#### MATERIAL SUPPLIED ####

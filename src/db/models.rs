//! Database models
//!
//! Data structures representing database tables

use crate::auth::store::CredentialRecord;

/// User record in the database
#[derive(Debug, Clone)]
pub struct User {
    pub id: String,
    pub email: String,
    pub password_hash: String,
    pub created_at: String,
}

impl From<User> for CredentialRecord {
    fn from(user: User) -> Self {
        Self {
            id: user.id,
            email: user.email,
            password_hash: user.password_hash,
        }
    }
}

/// Folder record in the database
#[derive(Debug, Clone)]
pub struct Folder {
    pub id: String,
    pub user_id: String,
    pub parent_id: Option<String>,
    pub name: String,
    pub created_at: String,
}

impl Folder {
    /// Name of the folder provisioned for every new user
    pub const ROOT_NAME: &'static str = "root";
}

####

◆ WORK TO BE COMPLETED ◆
Would you reproduce the whole listing exactly as it stands?

◆ RESPONSE FOR THIS EXERCISE ◆
filename src/db/models.rs
//! Database models
//!
//! Data structures representing database tables

use crate::auth::store::CredentialRecord;

/// User record in the database
#[derive(Debug, Clone)]
pub struct User {
    pub id: String,
    pub email: String,
    pub password_hash: String,
    pub created_at: String,
}

impl From<User> for CredentialRecord {
    fn from(user: User) -> Self {
        Self {
            id: user.id,
            email: user.email,
            password_hash: user.password_hash,
        }
    }
}

/// Folder record in the database
#[derive(Debug, Clone)]
pub struct Folder {
    pub id: String,
    pub user_id: String,
    pub parent_id: Option<String>,
    pub name: String,
    pub created_at: String,
}

impl Folder {
    /// Name of the folder provisioned for every new user
    pub const ROOT_NAME: &'static str = "root";
}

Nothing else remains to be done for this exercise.